There are a few major functions in this app
- Following friends
- API Endpoint: post /user/:id/follow/:user_id
- Posting tweets
- API Endpoint: post /tweet/create
- Pass in user id in the request body
- API Endpoint: post /tweet/create
- Liking tweets
- API endpoint: post tweet/like
- Pass in tweet id and user id
- API endpoint: post tweet/like
- Seeing popular tweets and your friends' tweets on your feed
- API endpoint: /user/feed
- We need some sort of algorithm to calculate the popular tweets
- We need some sort of algorithm to rank your friends' tweets
- Both these algorithms should take into account the recency of the tweet and the number of likes it has received
We can summarize these as the following:
- Taking actions on the site to interact (i.e., liking a post, tweeting, following users)
- Getting an updated feed
Models
- Table for users
- ids, emails, relation to followers, relation to followed by users
- Table for tweets
- id, content, user_posted, likes, created at
- Table for likes
- id, tweet id, user id, created at
High-Level Design
Describe the overall system architecture. Identify the main components needed to solve the problem end-to-end. Use the diagramming tool to create a block diagram.

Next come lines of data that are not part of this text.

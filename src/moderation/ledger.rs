//! In-memory ledger of user warnings.
//!
//! This module provides the [`ModerationLedger`] which tracks warnings per user and
//! applies the removal threshold.

use std::collections::HashMap;

use log::{debug, info};

use crate::moderation::WarningRecord;

/// Result of warning a user.
#[derive(Debug, PartialEq, Eq)]
pub enum WarnOutcome {
    /// The user is still below the threshold. Holds the live record.
    Warned(WarningRecord),
    /// The user reached the threshold and must be removed from the room.
    ///
    /// Holds the record so the caller can report the final count. The record
    /// stays in the ledger until [`ModerationLedger::clear`] is called.
    ThresholdReached(WarningRecord),
}

/// Tracks warnings per user and decides when a user must be removed.
///
/// A user is present in the ledger iff they have at least one active warning.
/// Reaching `threshold` warnings requests the removal of the user. The record is
/// only dropped once the removal succeeded, so every further warning retries it.
///
/// # Examples
///
/// ```no_run
/// use marshal::moderation::{ModerationLedger, WarnOutcome};
///
/// let mut ledger = ModerationLedger::new(3);
/// ledger.warn("@spammer:example.com", "spam");
/// ledger.warn("@spammer:example.com", "more spam");
/// let outcome = ledger.warn("@spammer:example.com", "even more spam");
/// assert!(matches!(outcome, WarnOutcome::ThresholdReached(_)));
/// ```
#[derive(Debug)]
pub struct ModerationLedger {
    /// Warning records indexed by user id
    records: HashMap<String, WarningRecord>,
    /// Warning count that triggers removal
    threshold: u32,
}

impl ModerationLedger {
    /// Creates an empty ledger.
    ///
    /// # Arguments
    ///
    /// * `threshold` - Warning count at which a user is removed. A threshold of 0
    ///   is treated as 1.
    pub fn new(threshold: u32) -> Self {
        ModerationLedger {
            records: HashMap::new(),
            threshold: threshold.max(1),
        }
    }

    /// Adds a warning to `user_id` with the given reason.
    ///
    /// When the resulting count reaches the threshold
    /// [`WarnOutcome::ThresholdReached`] is returned: the caller is responsible
    /// for removing the user from the room, then for clearing the record.
    pub fn warn(&mut self, user_id: &str, reason: &str) -> WarnOutcome {
        let record = self.records.entry(user_id.to_owned()).or_default();
        record.count += 1;
        record.reasons.push(reason.to_owned());

        debug!("user {} has {} warning(s)", user_id, record.count);

        if record.count >= self.threshold {
            info!("user {} reached {} warnings", user_id, record.count);
            return WarnOutcome::ThresholdReached(record.clone());
        }

        WarnOutcome::Warned(record.clone())
    }

    /// Removes one warning from `user_id`.
    ///
    /// The record is dropped once its count reaches zero.
    ///
    /// # Returns
    ///
    /// The remaining warning count, 0 if the user has no record.
    pub fn unwarn(&mut self, user_id: &str) -> u32 {
        let Some(record) = self.records.get_mut(user_id) else {
            debug!("no warning to remove for {}", user_id);
            return 0;
        };

        record.count = record.count.saturating_sub(1);
        if record.count == 0 {
            self.records.remove(user_id);
            return 0;
        }

        record.count
    }

    /// Numbered reasons of the warnings of `user_id`.
    ///
    /// Returns `None` when the user has no warning.
    pub fn list(&self, user_id: &str) -> Option<Vec<String>> {
        self.records.get(user_id).map(|r| r.numbered_reasons())
    }

    /// Drops every warning of `user_id`.
    ///
    /// Called once the user has been removed from the room.
    pub fn clear(&mut self, user_id: &str) -> Option<WarningRecord> {
        self.records.remove(user_id)
    }

    /// Current record of `user_id`, if any.
    #[cfg(test)]
    pub fn get(&self, user_id: &str) -> Option<&WarningRecord> {
        self.records.get(user_id)
    }

    /// Number of users with at least one warning.
    pub fn len(&self) -> usize {
        self.records.len()
    }
}

#[cfg(test)]
mod tests {
    use super::*;

    const USER: &str = "@u1:example.com";

    #[test]
    fn test_warn_scenario_until_removal() {
        let mut ledger = ModerationLedger::new(3);

        let first = ledger.warn(USER, "spam");
        assert!(matches!(&first, WarnOutcome::Warned(r) if r.count == 1));

        let second = ledger.warn(USER, "spam2");
        assert!(matches!(&second, WarnOutcome::Warned(r) if r.count == 2));

        let third = ledger.warn(USER, "spam3");
        match third {
            WarnOutcome::ThresholdReached(record) => {
                assert_eq!(record.count, 3);
                assert_eq!(record.reasons, vec!["spam", "spam2", "spam3"]);
            }
            _ => panic!("Expected ThresholdReached"),
        }

        // Kept until the removal is confirmed
        assert_eq!(ledger.get(USER).map(|r| r.count), Some(3));
        ledger.clear(USER);
        assert_eq!(ledger.len(), 0);
    }

    #[test]
    fn test_count_is_min_of_calls_and_threshold() {
        for calls in 1..=2u32 {
            let mut ledger = ModerationLedger::new(3);
            let mut removals = 0;
            for i in 0..calls {
                if let WarnOutcome::ThresholdReached(_) = ledger.warn(USER, &format!("r{i}")) {
                    removals += 1;
                }
            }
            assert_eq!(removals, 0);
            assert_eq!(ledger.get(USER).map(|r| r.count), Some(calls));
        }
    }

    #[test]
    fn test_removal_fires_once_then_fresh_record() {
        let mut ledger = ModerationLedger::new(3);
        let mut removals = 0;

        for i in 0..4 {
            if let WarnOutcome::ThresholdReached(_) = ledger.warn(USER, &format!("r{i}")) {
                removals += 1;
                ledger.clear(USER);
            }
        }

        assert_eq!(removals, 1);
        // The fourth warning started a new record
        let record = ledger.get(USER).unwrap();
        assert_eq!(record.count, 1);
        assert_eq!(record.reasons, vec!["r3"]);
    }

    #[test]
    fn test_unconfirmed_removal_is_requested_again() {
        let mut ledger = ModerationLedger::new(3);
        for i in 0..3 {
            ledger.warn(USER, &format!("r{i}"));
        }

        match ledger.warn(USER, "r3") {
            WarnOutcome::ThresholdReached(record) => assert_eq!(record.count, 4),
            _ => panic!("Expected ThresholdReached"),
        }
    }

    #[test]
    fn test_unwarn_last_warning_drops_record() {
        let mut ledger = ModerationLedger::new(3);
        ledger.warn(USER, "spam");

        assert_eq!(ledger.unwarn(USER), 0);
        assert!(ledger.get(USER).is_none());
        assert!(ledger.list(USER).is_none());
    }

    #[test]
    fn test_unwarn_absent_user() {
        let mut ledger = ModerationLedger::new(3);

        assert_eq!(ledger.unwarn(USER), 0);
        assert_eq!(ledger.len(), 0);
    }

    #[test]
    fn test_unwarn_keeps_reasons() {
        let mut ledger = ModerationLedger::new(3);
        ledger.warn(USER, "spam");
        ledger.warn(USER, "flood");

        assert_eq!(ledger.unwarn(USER), 1);
        assert_eq!(
            ledger.list(USER),
            Some(vec!["1. spam".to_string(), "2. flood".to_string()])
        );
    }

    #[test]
    fn test_list_is_per_user() {
        let mut ledger = ModerationLedger::new(3);
        ledger.warn(USER, "spam");

        assert!(ledger.list("@other:example.com").is_none());
    }

    #[test]
    fn test_clear() {
        let mut ledger = ModerationLedger::new(3);
        ledger.warn(USER, "spam");

        assert_eq!(ledger.clear(USER).map(|r| r.count), Some(1));
        assert!(ledger.clear(USER).is_none());
    }

    #[test]
    fn test_threshold_of_one() {
        let mut ledger = ModerationLedger::new(0);

        assert!(matches!(
            ledger.warn(USER, "spam"),
            WarnOutcome::ThresholdReached(r) if r.count == 1
        ));
    }
}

Design for the Posting service
- Client sends a request to the web server
- A load balancer processes requests to ensure distribution
- The server processes the request once it is authenticated and rate-limited (we may have bad actors trying to take down our system by sending too many tweets, too many follows, etc).
- Posting a tweet service, liking a tweet service, follow user service
- These services should also trigger a fan-out service which will asynchronously update user feeds
- This can be a pub/sub relationship since we don't want to update user feeds until we refresh
- The fanout service will also need to read from the Users DB to update the relevant user's followers' feeds
Design for the feed:
- Client sends a request
- The load balancer receives the request and distributes it to the appropriate server. It should also rate limit and authenticate the user
- The server sends a request to the feed service
- The feed service reads the likes DB and the users DB
- The service should use an algorithm to determine the most popular tweets of the day, ranked by likes and recency
- The service should read from the logged-in users followers and run the ranking algorithm on their follower tweets
Detailed Component Design
Deep dive into 2-3 key components. Explain how they work, how they scale, discuss tradeoffs, capacity, and any relevant algorithms or data structures.
The fanout service uses a message queue to publish and subscribe to any changes that would impact the user's feed. We don't need real-time responses, so we send the request to a message queue to fan out workers to work on updating the feed cache. The fanout service should also check the user DB to update the user's followers' feeds. The fanout service requires a read to the User DB to ensure that the users are getting their followed users' tweets.
The feed service will need to search for the latest tweets with the highest likes; maybe we can do a search timeboxed to tweets posted today and sort them by likes and then by the time posted. We would only need a feed cache instead of a feed database. There should likely be two caches, one for your followers' ranked tweets and one for the globally ranked tweets so we don't rerun the feed service unnecessarily. We should also consider how frequently we want to run this service, since it's possible during peak times to have your followers post many tweets at once so we likely want to add a timeout on the FE to trigger the feed service, or a Redis lock on the backend to only run the service at a certain frequency.